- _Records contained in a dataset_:
/// Recovering a slice turn from a drag over a picked face
use nalgebra::{Point3, Vector2, Vector3};
use std::f64::consts::FRAC_PI_2;

use crate::geometry::SolidId;
use crate::math::{Vector2Ops, Vector3Ops};
use crate::picking::Pick;
use crate::puzzle::{Axis, Puzzle, SLICE_SIZE};

/// Vertices closer than this to the cut plane count as lying on it.
const PLANE_EPSILON: f64 = 1e-9;

/// A plane `dot(normal, p) == offset` in world space.
#[derive(Debug, Clone, Copy, PartialEq)]
pub struct CutPlane {
    pub normal: Vector3<f64>,
    pub offset: f64,
}

impl CutPlane {
    /// Signed side of `p`: -1, 0 or 1.
    pub fn side(&self, p: &Point3<f64>) -> i8 {
        let distance = Vector3Ops::dot(&p.coords, &self.normal) - self.offset;
        let tolerance = PLANE_EPSILON * self.normal.norm().max(1.0);
        if distance > tolerance {
            1
        } else if distance < -tolerance {
            -1
        } else {
            0
        }
    }

    /// Whether the plane passes through the body spanned by `vertices`.
    pub fn straddles(&self, vertices: &[Point3<f64>]) -> bool {
        let sides: Vec<i8> = vertices.iter().map(|v| self.side(v)).collect();
        sides.contains(&1) && sides.contains(&-1)
    }
}

/// How strongly `drag` runs along an edge pair, as the minimum of its dot
/// products with both edges and their negations. Lower means more parallel.
fn edge_pair_score(drag: &Vector2<f64>, first: &Vector2<f64>, second: &Vector2<f64>) -> f64 {
    [
        Vector2Ops::dot(drag, first),
        Vector2Ops::dot(drag, &Vector2Ops::neg(first)),
        Vector2Ops::dot(drag, second),
        Vector2Ops::dot(drag, &Vector2Ops::neg(second)),
    ]
    .into_iter()
    .fold(f64::INFINITY, f64::min)
}

/// Pick the 3D quad edge the drag runs along and cut through the picked solid
/// perpendicular to it.
pub fn cut_plane(puzzle: &Puzzle, pick: &Pick, drag: &Vector2<f64>) -> CutPlane {
    let [a, b, c, d] = pick.quad_2d.map(|p| p.coords);
    let [a3, b3, c3, _] = pick.quad_3d;

    let score_ab = edge_pair_score(drag, &Vector2Ops::sub(&b, &a), &Vector2Ops::sub(&d, &c));
    let score_bc = edge_pair_score(drag, &Vector2Ops::sub(&c, &b), &Vector2Ops::sub(&a, &d));

    let normal = if score_ab < score_bc { b3 - a3 } else { c3 - b3 };
    let center = puzzle.to_world(&puzzle.solid(pick.solid).center);

    CutPlane {
        normal,
        offset: Vector3Ops::dot(&normal, &center.coords),
    }
}

/// Solids the plane passes through, in creation order.
pub fn affected_solids(puzzle: &Puzzle, plane: &CutPlane) -> Vec<SolidId> {
    let affected: Vec<SolidId> = puzzle
        .ids()
        .filter(|&id| {
            let world = puzzle.solid(id).vertices().map(|v| puzzle.to_world(&v));
            plane.straddles(&world)
        })
        .collect();

    if affected.len() != SLICE_SIZE {
        log::warn!(
            "cut plane hit {} solids, expected {SLICE_SIZE}",
            affected.len()
        );
    }
    affected
}

/// The lattice axis shared by the affected solids, voted on by consecutive
/// triples of their centers. Colinear triples abstain.
pub fn common_axis(puzzle: &Puzzle, ids: &[SolidId]) -> Option<Axis> {
    let scale = puzzle.cube_size().powi(2);
    let votes: Vec<Axis> = ids
        .windows(3)
        .filter_map(|triple| {
            let [p0, p1, p2] = [triple[0], triple[1], triple[2]].map(|id| puzzle.solid(id).center);
            let normal = Vector3Ops::cross(&(p1 - p0), &(p2 - p0)) / scale;
            let rounded = normal.map(f64::round);
            if rounded == Vector3::zeros() {
                return None;
            }
            let unit = rounded.normalize();
            Axis::from_index(unit.iamax())
        })
        .collect();

    let first = *votes.first()?;
    if votes.iter().any(|axis| *axis != first) {
        log::warn!("affected solids disagree on the turn axis: {votes:?}, using {first:?}");
    }
    Some(first)
}

/// The outcome of a committed slice turn.
#[derive(Debug, Clone, PartialEq)]
pub struct SliceTurn {
    pub affected: Vec<SolidId>,
    pub axis: Option<Axis>,
}

/// Infer and apply the slice turn for `drag` over `pick`.
///
/// The turn is always a positive quarter turn about the inferred axis; the
/// drag only selects the slice. When no axis can be inferred nothing moves.
pub fn turn_from_drag(puzzle: &mut Puzzle, pick: &Pick, drag: &Vector2<f64>) -> SliceTurn {
    let plane = cut_plane(puzzle, pick, drag);
    let affected = affected_solids(puzzle, &plane);
    let axis = common_axis(puzzle, &affected);

    match axis {
        Some(axis) => {
            log::debug!("turning {} solids about {axis:?}", affected.len());
            puzzle.rotate_solids(&affected, &axis.unit_vector(), FRAC_PI_2);
        }
        None => log::warn!("no turn axis for {} affected solids, skipping", affected.len()),
    }

    SliceTurn { affected, axis }
}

- _Exercise description_: What is needed is each line of the entries that contains the word "tolerance".

- _Answer_:
        let tolerance = PLANE_EPSILON * self.normal.norm().max(1.0);
        if distance > tolerance {
        } else if distance < -tolerance {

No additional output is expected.